General characteristics
- Class & type: petit Téméraire-class ship of the line
- Displacement: 2,781 tonneaux
- Tons burthen: 1,381 port tonneaux
- Length: 53.97 m (177 ft 1 in)
- Beam: 14.29 m (46 ft 11 in)
- Draught: 6.72 m (22.0 ft)
- Depth of hold: 6.9 m (22 ft 8 in)
- Sail plan: Full-rigged ship
- Crew: 705
- Armament: 74 guns:; Lower gun deck: 28 × 36 pdr guns; Upper gun deck: 30 × 18 pdr guns; Forecastle and Quarterdeck: 20–26 × 8 pdr guns & 36 pdr carronades;

= French ship Génois (1805) =

Ship of the line of the French Navy

Génois was a 74-gun petite built for the French Navy during the first decade of the 19th century.
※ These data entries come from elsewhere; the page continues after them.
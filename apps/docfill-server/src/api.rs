//! API handlers for the docfill server
//!
//! Provides REST endpoints for:
//! - Text extraction with key/value preview
//! - The full template + base flow, as JSON
//! - Filled template download

use std::collections::HashMap;

use axum::{
    extract::{Multipart, State},
    http::header,
    response::{Html, IntoResponse, Response},
    Json,
};
use base64::{engine::general_purpose::STANDARD, Engine as _};
use docfill_core::{
    extract_text, parse_key_values, DocumentKind, FillReport, KeyValues, TemplateFiller,
};
use serde::Serialize;
use tracing::{debug, info};

use crate::error::ServerError;
use crate::workflow::{self, Notice, Upload, FILLED_FILE_NAME};
use crate::AppState;

const INDEX_HTML: &str = include_str!("../static/index.html");

/// Handler: GET /
pub async fn handle_index() -> Html<&'static str> {
    Html(INDEX_HTML)
}

/// Health check response
#[derive(Serialize)]
pub struct HealthResponse {
    pub status: &'static str,
    pub service: &'static str,
    pub version: &'static str,
    pub backends: BackendInfo,
}

#[derive(Serialize)]
pub struct BackendInfo {
    pub document: &'static str,
    pub pdf: &'static str,
}

/// Handler: GET /health
pub async fn handle_health(State(state): State<AppState>) -> Json<HealthResponse> {
    Json(HealthResponse {
        status: "healthy",
        service: "docfill-server",
        version: env!("CARGO_PKG_VERSION"),
        backends: BackendInfo {
            document: state.backends.document.name(),
            pdf: state.backends.pdf.name(),
        },
    })
}

/// Extraction response
#[derive(Serialize)]
pub struct ExtractResponse {
    pub success: bool,
    pub kind: DocumentKind,
    pub text: String,
    pub pairs: KeyValues,
}

/// Handler: POST /api/extract
///
/// Multipart field `file`; the type comes from an optional `kind` field or
/// from the file name.
pub async fn handle_extract(
    State(state): State<AppState>,
    multipart: Multipart,
) -> Result<Json<ExtractResponse>, ServerError> {
    let mut fields = read_fields(multipart).await?;
    let file = take_field(&mut fields, "file")?;

    let tag = match fields.remove("kind") {
        Some(kind) => String::from_utf8_lossy(&kind.bytes).trim().to_string(),
        None => file.tag(),
    };
    let kind = DocumentKind::from_tag(&tag)?;
    info!("Extract request: {} ({}, {} bytes)", file.file_name, kind, file.bytes.len());

    let backends = state.backends.clone();
    let text = run_blocking(move || extract_text(&backends, &file.bytes, kind.extension())).await??;
    let pairs = parse_key_values(&text);

    Ok(Json(ExtractResponse {
        success: true,
        kind,
        text,
        pairs,
    }))
}

#[derive(Serialize)]
pub struct FileInfo {
    pub file_name: String,
    pub kind: String,
}

#[derive(Serialize)]
pub struct FilledInfo {
    pub file_name: &'static str,
    pub mime_type: &'static str,
    /// Base64-encoded DOCX
    pub data: String,
    pub report: FillReport,
}

/// Template + base flow response
#[derive(Serialize)]
pub struct ProcessResponse {
    pub success: bool,
    pub template: FileInfo,
    pub base: FileInfo,
    pub base_text: String,
    pub pairs: KeyValues,
    pub notices: Vec<Notice>,
    pub filled: Option<FilledInfo>,
}

/// Handler: POST /api/process
///
/// Runs the whole flow and reports problems as notices.
pub async fn handle_process(
    State(state): State<AppState>,
    multipart: Multipart,
) -> Result<Json<ProcessResponse>, ServerError> {
    let (template, base) = read_pair(multipart).await?;
    info!(
        "Process request: template={}, base={}",
        template.file_name, base.file_name
    );

    let template_name = template.file_name.clone();
    let base_name = base.file_name.clone();
    let backends = state.backends.clone();
    let outcome = run_blocking(move || workflow::run(&backends, &template, &base)).await?;

    let filled = outcome.filled.as_ref().map(|doc| FilledInfo {
        file_name: doc.file_name,
        mime_type: doc.mime_type,
        data: STANDARD.encode(&doc.bytes),
        report: doc.report.clone(),
    });

    Ok(Json(ProcessResponse {
        success: !outcome.has_errors(),
        template: FileInfo {
            file_name: template_name,
            kind: outcome.template_tag,
        },
        base: FileInfo {
            file_name: base_name,
            kind: outcome.base_tag,
        },
        base_text: outcome.base_text,
        pairs: outcome.values,
        notices: outcome.notices,
        filled,
    }))
}

/// Handler: POST /api/fill
///
/// Strict variant of the flow that answers with the filled DOCX itself.
pub async fn handle_fill(
    State(state): State<AppState>,
    multipart: Multipart,
) -> Result<Response, ServerError> {
    let (template, base) = read_pair(multipart).await?;

    if DocumentKind::from_tag(&template.tag())? != DocumentKind::Docx {
        return Err(ServerError::Unsupported(format!(
            "{}: only DOCX templates can be filled",
            template.file_name
        )));
    }
    let base_kind = DocumentKind::from_tag(&base.tag())?;

    let backends = state.backends.clone();
    let (bytes, report) = run_blocking(move || -> Result<_, ServerError> {
        let text = extract_text(&backends, &base.bytes, base_kind.extension())?;
        let values = parse_key_values(&text);
        if values.is_empty() {
            return Err(ServerError::NoValues);
        }
        Ok(TemplateFiller::new(backends).fill_with_report(&template.bytes, &values)?)
    })
    .await??;

    debug!(
        "Fill produced {} bytes, {} unresolved placeholders",
        bytes.len(),
        report.unresolved_placeholders.len()
    );

    Ok((
        [
            (header::CONTENT_TYPE, DocumentKind::Docx.mime_type().to_string()),
            (
                header::CONTENT_DISPOSITION,
                format!("attachment; filename=\"{}\"", FILLED_FILE_NAME),
            ),
        ],
        bytes,
    )
        .into_response())
}

/// Run synchronous document work on the blocking pool
async fn run_blocking<T, F>(work: F) -> Result<T, ServerError>
where
    F: FnOnce() -> T + Send + 'static,
    T: Send + 'static,
{
    tokio::task::spawn_blocking(work)
        .await
        .map_err(|e| ServerError::Internal(format!("Worker task failed: {}", e)))
}

/// Collect every multipart field by name
async fn read_fields(mut multipart: Multipart) -> Result<HashMap<String, Upload>, ServerError> {
    let mut fields = HashMap::new();

    while let Some(field) = multipart
        .next_field()
        .await
        .map_err(|e| ServerError::InvalidRequest(format!("Failed to read upload: {}", e)))?
    {
        let name = field.name().unwrap_or_default().to_string();
        let file_name = field
            .file_name()
            .map(str::to_string)
            .unwrap_or_else(|| name.clone());
        let bytes = field
            .bytes()
            .await
            .map_err(|e| ServerError::InvalidRequest(format!("Failed to read field {}: {}", name, e)))?;

        debug!("Received field '{}' ({}, {} bytes)", name, file_name, bytes.len());
        fields.insert(name, Upload::new(file_name, bytes.to_vec()));
    }

    Ok(fields)
}

fn take_field(fields: &mut HashMap<String, Upload>, name: &'static str) -> Result<Upload, ServerError> {
    fields.remove(name).ok_or(ServerError::MissingField(name))
}

async fn read_pair(multipart: Multipart) -> Result<(Upload, Upload), ServerError> {
    let mut fields = read_fields(multipart).await?;
    let template = take_field(&mut fields, "template")?;
    let base = take_field(&mut fields, "base")?;
    Ok((template, base))
}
Completed in 1805, she played a minor role in the Napoleonic Wars.

==Background and description==
Génois was one of the petit modèle of the Téméraire class that was specially intended for construction in some of the shipyards in countries occupied by the French, where there was less depth of water than in the main French shipyards. The ships had a length of 53.97 m, a beam of 14.29 m and a depth of hold of 6.9 m. The ships displaced 2,781 tonneaux and had a mean draught of 6.72 m. They had a tonnage of 1,381 port tonneaux. Their crew numbered 705 officers and ratings during wartime. They were fitted with three masts and ship rigged.
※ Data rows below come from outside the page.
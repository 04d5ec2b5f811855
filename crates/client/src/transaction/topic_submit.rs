//! Topic message submission, the payload-bearing (chunkable) transaction.

use super::Transaction;
use crate::error::ClientError;
use meridian_proto::{OperationPayload, TopicMessageSubmitPayload};
use meridian_types::TopicId;
use std::ops::{Deref, DerefMut};

/// Submits a message to a topic.
///
/// Messages larger than the configured chunk size split into multiple chunk
/// rows at freeze time, one identifier per row, each row tagged with its
/// position via `chunk_info`. Chunk size, count cap and identifier spacing
/// come from the base transaction's chunk configuration.
#[derive(Debug)]
pub struct TopicMessageSubmitTransaction {
    tx: Transaction,
}

impl TopicMessageSubmitTransaction {
    pub fn new() -> Self {
        Self {
            tx: Transaction::new(OperationPayload::TopicMessageSubmit(
                TopicMessageSubmitPayload {
                    topic_id: TopicId::new(0),
                    message: Vec::new(),
                    chunk_info: None,
                },
            )),
        }
    }

    pub(crate) fn from_transaction(tx: Transaction) -> Self {
        Self { tx }
    }

    /// Set the target topic.
    pub fn set_topic_id(&mut self, topic_id: TopicId) -> Result<&mut Self, ClientError> {
        match self.tx.payload_mut()? {
            OperationPayload::TopicMessageSubmit(p) => p.topic_id = topic_id,
            _ => unreachable!("payload kind is fixed at construction"),
        }
        Ok(self)
    }

    /// Set the full message; chunking happens at freeze time.
    pub fn set_message(&mut self, message: impl Into<Vec<u8>>) -> Result<&mut Self, ClientError> {
        match self.tx.payload_mut()? {
            OperationPayload::TopicMessageSubmit(p) => p.message = message.into(),
            _ => unreachable!("payload kind is fixed at construction"),
        }
        Ok(self)
    }

    /// The full message.
    pub fn message(&self) -> &[u8] {
        match self.tx.payload() {
            OperationPayload::TopicMessageSubmit(p) => &p.message,
            _ => &[],
        }
    }

    /// The target topic.
    pub fn topic_id(&self) -> TopicId {
        match self.tx.payload() {
            OperationPayload::TopicMessageSubmit(p) => p.topic_id,
            _ => TopicId::new(0),
        }
    }
}

impl From<TopicMessageSubmitTransaction> for Transaction {
    fn from(wrapper: TopicMessageSubmitTransaction) -> Self {
        wrapper.tx
    }
}

impl Default for TopicMessageSubmitTransaction {
    fn default() -> Self {
        Self::new()
    }
}

impl Deref for TopicMessageSubmitTransaction {
    type Target = Transaction;

    fn deref(&self) -> &Transaction {
        &self.tx
    }
}

impl DerefMut for TopicMessageSubmitTransaction {
    fn deref_mut(&mut self) -> &mut Transaction {
        &mut self.tx
    }
}
//! Transaction lifecycle: construction, freeze, chunking, signing.
//!
//! A transaction owns a 2-D grid of signed cells, flattened as
//! `row * node_count + column`: one row per chunk identifier, one column per
//! candidate node. The grid is sparse and lazily populated; only the cells a
//! submission attempt (or an export) touches are ever serialized, unless
//! eager signing materializes everything at freeze time.
//!
//! Freezing locks the identifier and node lists and fixes the grid shape.
//! After that, structural setters fail fast while signatures may still be
//! added; the frozen value can be shared across concurrent signers and
//! executors.

mod account_create;
mod any;
mod batch;
mod network_freeze;
mod topic_create;
mod topic_submit;
mod transfer;

pub use account_create::AccountCreateTransaction;
pub use any::AnyTransaction;
pub use batch::BatchTransaction;
pub use network_freeze::NetworkFreezeTransaction;
pub use topic_create::TopicCreateTransaction;
pub use topic_submit::TopicMessageSubmitTransaction;
pub use transfer::TransferTransaction;

use crate::client::Client;
use crate::config::{ChunkConfig, SigningMode};
use crate::error::ClientError;
use crate::locked_list::LockableList;
use crate::signing::Signer;
use meridian_proto::{
    decode_body, decode_signed_transactions, encode_body, encode_for_transmission,
    encode_signed_transactions, ChunkInfo, CustomFeeLimit, OperationKind, OperationPayload,
    SignatureMap, SignedTransaction, TopicMessageSubmitPayload, TransactionBody,
};
use meridian_types::{AccountId, Hash, KeyPair, PublicKey, Signature, TransactionId};
use parking_lot::Mutex;
use std::fmt;
use std::sync::Arc;
use std::time::Duration;
use tracing::debug;

/// Fallback max fee per operation kind, applied when neither the transaction
/// nor the client names one.
fn default_max_fee_for(kind: OperationKind) -> u64 {
    match kind {
        OperationKind::Transfer | OperationKind::TopicMessageSubmit => 100_000_000,
        OperationKind::AccountCreate | OperationKind::TopicCreate => 500_000_000,
        OperationKind::Batch => 200_000_000,
        OperationKind::NetworkFreeze => 0,
    }
}

/// Sparse cell grid, flattened row-major.
#[derive(Debug, Default)]
struct CellGrid {
    node_count: usize,
    cells: Vec<Option<SignedTransaction>>,
}

impl CellGrid {
    fn resize(&mut self, rows: usize, columns: usize) {
        self.node_count = columns;
        self.cells = vec![None; rows * columns];
    }

    fn slot_index(&self, row: usize, column: usize) -> usize {
        row * self.node_count + column
    }

    fn clear_row(&mut self, row: usize) {
        for column in 0..self.node_count {
            let index = self.slot_index(row, column);
            self.cells[index] = None;
        }
    }
}

/// Aggregate root of the construction/signing/execution pipeline.
///
/// Typed wrappers ([`TransferTransaction`] and friends) fix the payload kind
/// at construction and deref to this core.
pub struct Transaction {
    payload: OperationPayload,
    payer_account_id: Option<AccountId>,
    max_fee: Option<u64>,
    memo: String,
    valid_duration_seconds: u64,
    batch_key: Option<PublicKey>,
    custom_fee_limits: Vec<CustomFeeLimit>,
    signing_mode: SigningMode,
    regenerate_transaction_ids: Option<bool>,
    chunk_config: ChunkConfig,
    transaction_ids: LockableList<TransactionId>,
    node_account_ids: LockableList<AccountId>,
    /// Set when the caller pinned the identifier list; suppresses
    /// regeneration on expiry.
    explicit_transaction_ids: bool,
    signers: Vec<Arc<dyn Signer>>,
    cells: Mutex<CellGrid>,
    frozen: bool,
}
The muzzle-loading, smoothbore armament of the Téméraire class consisted of twenty-eight 36-pounder long guns on the lower gun deck and thirty 18-pounder long guns on the upper gun deck. The petit modèle ships ordered in 1803–1804 were intended to mount sixteen 8-pounder long guns on their forecastle and quarterdeck, plus four 36-pounder obusiers on the poop deck (dunette). Later ships were intended to have fourteen 8-pounders and ten 36-pounder carronades without any obusiers, but the numbers of 8 pounders and carronades actually varied between a total of 20 to 26 weapons.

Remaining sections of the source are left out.